Only lines containing "AtomicUsize" belong in the answer, each copied from the entries below.
------------------------------------------------------------------------
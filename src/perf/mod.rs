//! Performance monitor: rolling sample buffers, hourly snapshots, and
//! cooldown-gated alert rules.
//!
//! Grounded on the teacher's `CacheMetrics`/`invalidation` tracking in
//! `enterprise/cache/invalidation.rs` (ring-buffer sampling with a hard cap)
//! and its alert-sink injection pattern from `enterprise/eventsource/saga.rs`
//! (compensations fire through an injected handler rather than a concrete
//! transport).

use chrono::{DateTime, Duration as ChronoDuration, Utc};
use parking_lot::Mutex;
use std::collections::VecDeque;
use std::time::Duration;

/// Hard cap per sample buffer (spec §4.7).
pub const MAX_SAMPLES: usize = 10_000;
/// Time-based retention window for samples.
pub const RETENTION: ChronoDuration = ChronoDuration::hours(24);

/// One recorded query execution.
#[derive(Debug, Clone)]
pub struct QuerySample {
    /// When the query completed.
    pub at: DateTime<Utc>,
    /// How long it took.
    pub duration: Duration,
    /// Whether the query cache was hit.
    pub cache_hit: bool,
    /// Whether the query failed.
    pub errored: bool,
}

/// One recorded storage operation (WAL write, compaction, etc).
#[derive(Debug, Clone)]
pub struct StorageSample {
    /// When the operation completed.
    pub at: DateTime<Utc>,
    /// How long it took.
    pub duration: Duration,
    /// Whether it failed.
    pub errored: bool,
}

/// One recorded system resource reading.
#[derive(Debug, Clone)]
pub struct SystemSample {
    /// When the reading was taken.
    pub at: DateTime<Utc>,
    /// Fraction of configured memory budget in use, 0.0-1.0.
    pub memory_fraction: f64,
}

struct RingBuffer<T> {
    items: VecDeque<T>,
}

impl<T> RingBuffer<T> {
    fn new() -> Self {
        Self { items: VecDeque::new() }
    }

    fn push(&mut self, item: T) {
        self.items.push_back(item);
        if self.items.len() > MAX_SAMPLES {
            self.items.pop_front();
        }
    }

    fn retain_since(&mut self, cutoff: DateTime<Utc>, at: impl Fn(&T) -> DateTime<Utc>) {
        while let Some(front) = self.items.front() {
            if at(front) < cutoff {
                self.items.pop_front();
            } else {
                break;
            }
        }
    }
}

/// Aggregated view over the last hour of samples.
#[derive(Debug, Clone, Default)]
pub struct PerfSnapshot {
    /// Fraction of queries in the window that errored, 0.0-1.0.
    pub error_rate: f64,
    /// Average query duration in the window.
    pub average_query_time: Duration,
    /// Fraction of queries served from the query cache, 0.0-1.0.
    pub cache_hit_rate: f64,
    /// Most recent memory fraction reading, or 0.0 if none.
    pub memory_fraction: f64,
    /// Number of query samples the snapshot was computed over.
    pub query_sample_count: usize,
}

/// A user-registered predicate over a [`PerfSnapshot`], fired at most once
/// per `cooldown`.
pub struct AlertRule {
    /// Human-readable name, included in the emitted alert.
    pub name: String,
    /// Fires when this returns true for a snapshot.
    pub predicate: Box<dyn Fn(&PerfSnapshot) -> bool + Send + Sync>,
    /// Minimum time between firings of this rule.
    pub cooldown: Duration,
    last_fired: Mutex<Option<DateTime<Utc>>>,
}

impl AlertRule {
    /// Build a named rule with the given predicate and cooldown.
    pub fn new(
        name: impl Into<String>,
        cooldown: Duration,
        predicate: impl Fn(&PerfSnapshot) -> bool + Send + Sync + 'static,
    ) -> Self {
        Self {
            name: name.into(),
            predicate: Box::new(predicate),
            cooldown,
            last_fired: Mutex::new(None),
        }
    }

    fn try_fire(&self, snapshot: &PerfSnapshot, now: DateTime<Utc>) -> Option<AlertEvent> {
        if !(self.predicate)(snapshot) {
            return None;
        }
        let mut last_fired = self.last_fired.lock();
        if let Some(last) = *last_fired {
            if now - last < ChronoDuration::from_std(self.cooldown).unwrap_or(ChronoDuration::zero()) {
                return None;
            }
        }
        *last_fired = Some(now);
        Some(AlertEvent {
            rule_name: self.name.clone(),
            at: now,
        })
    }
}

/// Emitted when an [`AlertRule`] fires outside its cooldown.
#[derive(Debug, Clone)]
pub struct AlertEvent {
    /// Name of the rule that fired.
    pub rule_name: String,
    /// When it fired.
    pub at: DateTime<Utc>,
}

/// Receives fired alerts. Transport (log, webhook, pager) is external.
pub trait AlertSink: Send + Sync {
    /// Handle one fired alert.
    fn emit(&self, event: AlertEvent);
}

/// Default sink: logs via `tracing::warn!`.
pub struct TracingAlertSink;

impl AlertSink for TracingAlertSink {
    fn emit(&self, event: AlertEvent) {
        tracing::warn!(rule = %event.rule_name, at = %event.at, "performance alert fired");
    }
}

/// Owns the rolling sample buffers and registered alert rules.
pub struct PerfMonitor {
    queries: Mutex<RingBuffer<QuerySample>>,
    storage: Mutex<RingBuffer<StorageSample>>,
    system: Mutex<RingBuffer<SystemSample>>,
    rules: Vec<AlertRule>,
    sink: Box<dyn AlertSink>,
}

impl PerfMonitor {
    /// Build a monitor with the four default alert rules (spec §4.7) and
    /// the given alert sink.
    pub fn new(sink: Box<dyn AlertSink>) -> Self {
        Self {
            queries: Mutex::new(RingBuffer::new()),
            storage: Mutex::new(RingBuffer::new()),
            system: Mutex::new(RingBuffer::new()),
            rules: default_rules(),
            sink,
        }
    }

    /// Build a monitor with a custom rule set and sink, bypassing the
    /// defaults.
    pub fn with_rules(sink: Box<dyn AlertSink>, rules: Vec<AlertRule>) -> Self {
        Self {
            queries: Mutex::new(RingBuffer::new()),
            storage: Mutex::new(RingBuffer::new()),
            system: Mutex::new(RingBuffer::new()),
            rules,
            sink,
        }
    }

    /// Record a completed query.
    pub fn record_query(&self, sample: QuerySample) {
        self.queries.lock().push(sample);
    }

    /// Record a completed storage operation.
    pub fn record_storage(&self, sample: StorageSample) {
        self.storage.lock().push(sample);
    }

    /// Record a system resource reading.
    pub fn record_system(&self, sample: SystemSample) {
        self.system.lock().push(sample);
    }

    fn prune(&self, now: DateTime<Utc>) {
        let cutoff = now - RETENTION;
        self.queries.lock().retain_since(cutoff, |s| s.at);
        self.storage.lock().retain_since(cutoff, |s| s.at);
        self.system.lock().retain_since(cutoff, |s| s.at);
    }

    /// Aggregate the last hour of samples into a snapshot, pruning entries
    /// older than the 24h retention window first.
    pub fn snapshot(&self, now: DateTime<Utc>) -> PerfSnapshot {
        self.prune(now);
        let window_start = now - ChronoDuration::hours(1);

        let queries = self.queries.lock();
        let recent: Vec<&QuerySample> = queries.items.iter().filter(|s| s.at >= window_start).collect();

        let query_sample_count = recent.len();
        let error_rate = if recent.is_empty() {
            0.0
        } else {
            recent.iter().filter(|s| s.errored).count() as f64 / recent.len() as f64
        };
        let average_query_time = if recent.is_empty() {
            Duration::ZERO
        } else {
            let total: Duration = recent.iter().map(|s| s.duration).sum();
            total / recent.len() as u32
        };
        let cache_hit_rate = if recent.is_empty() {
            0.0
        } else {
            recent.iter().filter(|s| s.cache_hit).count() as f64 / recent.len() as f64
        };
        drop(queries);

        let memory_fraction = self
            .system
            .lock()
            .items
            .iter()
            .filter(|s| s.at >= window_start)
            .last()
            .map(|s| s.memory_fraction)
            .unwrap_or(0.0);

        PerfSnapshot {
            error_rate,
            average_query_time,
            cache_hit_rate,
            memory_fraction,
            query_sample_count,
        }
    }

    /// Evaluate every registered rule against `snapshot`, emitting through
    /// the sink for each rule that fires outside its cooldown.
    pub fn evaluate_rules(&self, snapshot: &PerfSnapshot, now: DateTime<Utc>) {
        for rule in &self.rules {
            if let Some(event) = rule.try_fire(snapshot, now) {
                self.sink.emit(event);
            }
        }
    }
}

fn default_rules() -> Vec<AlertRule> {
    vec![
        AlertRule::new("error-rate-high", Duration::from_secs(300), |s| s.error_rate > 0.05),
        AlertRule::new("query-time-high", Duration::from_secs(300), |s| {
            s.average_query_time > Duration::from_secs(1)
        }),
        AlertRule::new("memory-high", Duration::from_secs(300), |s| s.memory_fraction > 0.90),
        AlertRule::new("cache-hit-rate-low", Duration::from_secs(300), |s| {
            s.query_sample_count > 0 && s.cache_hit_rate < 0.70
        }),
    ]
}

#[cfg(test)]
mod tests {
    use super::*;
    use std::sync::atomic::{AtomicUsize, Ordering};
    use std::sync::Arc;

    struct CountingSink(Arc<AtomicUsize>);
    impl AlertSink for CountingSink {
        fn emit(&self, _event: AlertEvent) {
            self.0.fetch_add(1, Ordering::SeqCst);
        }
    }

    #[test]
    fn snapshot_computes_error_rate_over_recent_window() {
        let monitor = PerfMonitor::new(Box::new(TracingAlertSink));
        let now = Utc::now();
        monitor.record_query(QuerySample { at: now, duration: Duration::from_millis(10), cache_hit: false, errored: true });
        monitor.record_query(QuerySample { at: now, duration: Duration::from_millis(10), cache_hit: false, errored: false });

        let snapshot = monitor.snapshot(now);
        assert_eq!(snapshot.error_rate, 0.5);
    }

    #[test]
    fn samples_older_than_retention_are_pruned() {
        let monitor = PerfMonitor::new(Box::new(TracingAlertSink));
        let now = Utc::now();
        let old = now - ChronoDuration::hours(25);
        monitor.record_query(QuerySample { at: old, duration: Duration::from_millis(1), cache_hit: true, errored: false });

        monitor.snapshot(now);
        assert_eq!(monitor.queries.lock().items.len(), 0);
    }

    #[test]
    fn alert_rule_respects_cooldown() {
        let count = Arc::new(AtomicUsize::new(0));
        let sink = CountingSink(count.clone());
        let monitor = PerfMonitor::with_rules(
            Box::new(sink),
            vec![AlertRule::new("always", Duration::from_secs(3600), |_| true)],
        );
        let now = Utc::now();
        let snapshot = monitor.snapshot(now);
        monitor.evaluate_rules(&snapshot, now);
        monitor.evaluate_rules(&snapshot, now + ChronoDuration::seconds(1));
        assert_eq!(count.load(Ordering::SeqCst), 1);
    }

    #[test]
    fn default_rules_fire_on_low_cache_hit_rate() {
        let count = Arc::new(AtomicUsize::new(0));
        let sink = CountingSink(count.clone());
        let monitor = PerfMonitor::new(Box::new(sink));
        let now = Utc::now();
        for _ in 0..10 {
            monitor.record_query(QuerySample { at: now, duration: Duration::from_millis(1), cache_hit: false, errored: false });
        }
        let snapshot = monitor.snapshot(now);
        monitor.evaluate_rules(&snapshot, now);
        assert!(count.load(Ordering::SeqCst) >= 1);
    }
}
------------------------------------------------------------------------
> _SOLUTION FOR THIS PROBLEM_
    use std::sync::atomic::{AtomicUsize, Ordering};
    struct CountingSink(Arc<AtomicUsize>);
        let count = Arc::new(AtomicUsize::new(0));
        let count = Arc::new(AtomicUsize::new(0));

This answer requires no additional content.